──────── MATERIAL PROVIDED ────────

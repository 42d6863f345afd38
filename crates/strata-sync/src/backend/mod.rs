//! Geometry backend contract.
//!
//! The engine never talks to a ray tracer or GPU directly. Everything it
//! creates goes through [`GeometryBackend`], an object-safe trait whose
//! objects are addressed by generation-checked handles, so a released
//! handle can never silently reach a reused object.

mod arena;

use std::any::Any;
use std::fmt;
use std::sync::Arc;

use strata_core::alloc::IndexSlot;
use strata_core::math::{Aabb, Mat4, Vec3};

pub use arena::ArenaBackend;

/// Handle to a backend scene (a top-level or prototype container).
#[derive(Debug, Clone, Copy, PartialEq, Eq, Hash, PartialOrd, Ord)]
pub struct SceneHandle(pub(crate) IndexSlot);

/// Handle to a backend geometry (triangles, subdivision surface or instance).
#[derive(Debug, Clone, Copy, PartialEq, Eq, Hash, PartialOrd, Ord)]
pub struct GeometryHandle(pub(crate) IndexSlot);

impl fmt::Display for SceneHandle {
    fn fmt(&self, f: &mut fmt::Formatter<'_>) -> fmt::Result {
        write!(f, "scene#{}v{}", self.0.index(), self.0.generation())
    }
}

impl fmt::Display for GeometryHandle {
    fn fmt(&self, f: &mut fmt::Formatter<'_>) -> fmt::Result {
        write!(f, "geom#{}v{}", self.0.index(), self.0.generation())
    }
}

/// Kind of geometry object.
#[derive(Debug, Clone, Copy, PartialEq, Eq, Hash)]
pub enum GeometryKind {
    Triangles,
    Subdivision,
    /// Reference to another scene with its own transform.
    Instance,
}

/// How subdivision treats boundary edges and corners.
#[derive(Debug, Clone, Copy, PartialEq, Eq, Hash, Default)]
pub enum BoundaryMode {
    NoBoundary,
    #[default]
    SmoothBoundary,
    PinCorners,
}

/// Subdivision surface buffers.
#[derive(Debug, Clone, Default, PartialEq)]
pub struct SubdivisionDesc {
    pub face_vertex_counts: Vec<u32>,
    pub face_vertex_indices: Vec<u32>,
    pub holes: Vec<u32>,
    /// One `(v0, v1)` pair per creased edge.
    pub edge_creases: Vec<[u32; 2]>,
    pub edge_crease_weights: Vec<f32>,
    pub vertex_creases: Vec<u32>,
    pub vertex_crease_weights: Vec<f32>,
}

/// Opaque per-object payload, used to map hits back to prims.
pub type UserData = Arc<dyn Any + Send + Sync>;

/// Decides whether a hit on a geometry is kept. Receives the front-facing
/// flag of the hit.
pub type HitFilter = Arc<dyn Fn(bool) -> bool + Send + Sync>;

/// Counters for auditing backend object lifetimes in tests.
#[derive(Debug, Clone, Copy, Default, PartialEq, Eq)]
pub struct BackendStats {
    pub scenes_created: usize,
    pub scenes_released: usize,
    pub geometries_created: usize,
    pub geometries_released: usize,
    pub vertex_uploads: usize,
    pub index_uploads: usize,
    pub geometry_commits: usize,
    pub scene_commits: usize,
    pub live_scenes: usize,
    pub live_geometries: usize,
}

/// Errors reported by a backend.
#[derive(Debug, Clone, PartialEq, Eq)]
pub enum BackendError {
    /// The handle never belonged to this backend.
    InvalidHandle,
    /// The handle's object has been released.
    StaleHandle,
    /// The operation does not apply to this kind of object.
    WrongKind {
        /// What the operation needed.
        expected: &'static str,
    },
    /// Interpolation or attribute slot outside the backend's range.
    SlotOutOfRange { slot: u32 },
    /// Geometry element (face, triangle) outside the geometry.
    ElementOutOfRange { element: u32 },
    /// The backend could not create an object.
    CreationFailed(String),
}

impl fmt::Display for BackendError {
    fn fmt(&self, f: &mut fmt::Formatter<'_>) -> fmt::Result {
        match self {
            BackendError::InvalidHandle => write!(f, "Invalid backend handle"),
            BackendError::StaleHandle => write!(f, "Backend handle used after release"),
            BackendError::WrongKind { expected } => {
                write!(f, "Backend object is not a {}", expected)
            }
            BackendError::SlotOutOfRange { slot } => {
                write!(f, "Vertex attribute slot {} out of range", slot)
            }
            BackendError::ElementOutOfRange { element } => {
                write!(f, "Element {} out of range", element)
            }
            BackendError::CreationFailed(msg) => write!(f, "Backend creation failed: {}", msg),
        }
    }
}

impl std::error::Error for BackendError {}

pub type BackendResult<T> = Result<T, BackendError>;

/// Narrow build contract of a ray-tracing or display backend.
///
/// Structural edits (attach, detach, commit) need exclusive access to the
/// affected scene; callers serialize them by holding `&mut` to the backend.
pub trait GeometryBackend: Send {
    fn create_scene(&mut self) -> BackendResult<SceneHandle>;
    fn release_scene(&mut self, scene: SceneHandle) -> BackendResult<()>;

    fn create_geometry(&mut self, kind: GeometryKind) -> BackendResult<GeometryHandle>;
    fn release_geometry(&mut self, geometry: GeometryHandle) -> BackendResult<()>;

    fn attach(&mut self, scene: SceneHandle, geometry: GeometryHandle) -> BackendResult<()>;
    fn detach(&mut self, scene: SceneHandle, geometry: GeometryHandle) -> BackendResult<()>;

    fn set_vertices(&mut self, geometry: GeometryHandle, points: &[Vec3]) -> BackendResult<()>;
    fn set_triangles(&mut self, geometry: GeometryHandle, indices: &[[u32; 3]]) -> BackendResult<()>;
    fn set_subdivision(&mut self, geometry: GeometryHandle, desc: &SubdivisionDesc) -> BackendResult<()>;
    fn set_boundary_mode(&mut self, geometry: GeometryHandle, mode: BoundaryMode) -> BackendResult<()>;
    fn set_tessellation_rate(&mut self, geometry: GeometryHandle, rate: f32) -> BackendResult<()>;

    /// Bind `data` (`components` floats per vertex) to attribute `slot`.
    fn set_vertex_attribute(
        &mut self,
        geometry: GeometryHandle,
        slot: u32,
        components: usize,
        data: &[f32],
    ) -> BackendResult<()>;
    fn clear_vertex_attribute(&mut self, geometry: GeometryHandle, slot: u32) -> BackendResult<()>;

    /// Evaluate attribute `slot` at `(element, u, v)` into `out`.
    fn interpolate(
        &self,
        geometry: GeometryHandle,
        slot: u32,
        element: u32,
        u: f32,
        v: f32,
        out: &mut [f32],
    ) -> BackendResult<()>;

    fn max_vertex_attribute_slots(&self) -> u16;

    fn set_enabled(&mut self, geometry: GeometryHandle, enabled: bool) -> BackendResult<()>;
    fn is_enabled(&self, geometry: GeometryHandle) -> BackendResult<bool>;

    fn set_user_data(&mut self, geometry: GeometryHandle, data: Option<UserData>) -> BackendResult<()>;
    fn user_data(&self, geometry: GeometryHandle) -> BackendResult<Option<UserData>>;

    fn set_hit_filter(&mut self, geometry: GeometryHandle, filter: Option<HitFilter>) -> BackendResult<()>;
    /// Run the geometry's hit filter; geometry without one accepts all hits.
    fn accepts_hit(&self, geometry: GeometryHandle, front_facing: bool) -> BackendResult<bool>;

    /// Point an instance geometry at the scene it replicates.
    fn set_instanced_scene(&mut self, instance: GeometryHandle, scene: SceneHandle) -> BackendResult<()>;
    fn set_transform(&mut self, instance: GeometryHandle, transform: Mat4) -> BackendResult<()>;

    fn commit_geometry(&mut self, geometry: GeometryHandle) -> BackendResult<()>;
    /// Rebuild the scene's acceleration structure. Required before the scene
    /// is queried.
    fn commit_scene(&mut self, scene: SceneHandle) -> BackendResult<()>;
    /// Bounds as of the last commit.
    fn scene_bounds(&self, scene: SceneHandle) -> BackendResult<Aabb>;

    fn stats(&self) -> BackendStats;
}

────────

◆ PROMPT
What lines above hold the word "GeometryBackend"? Pull each one out.

◆ THE COMPLETED TASK
//! creates goes through [`GeometryBackend`], an object-safe trait whose
pub trait GeometryBackend: Send {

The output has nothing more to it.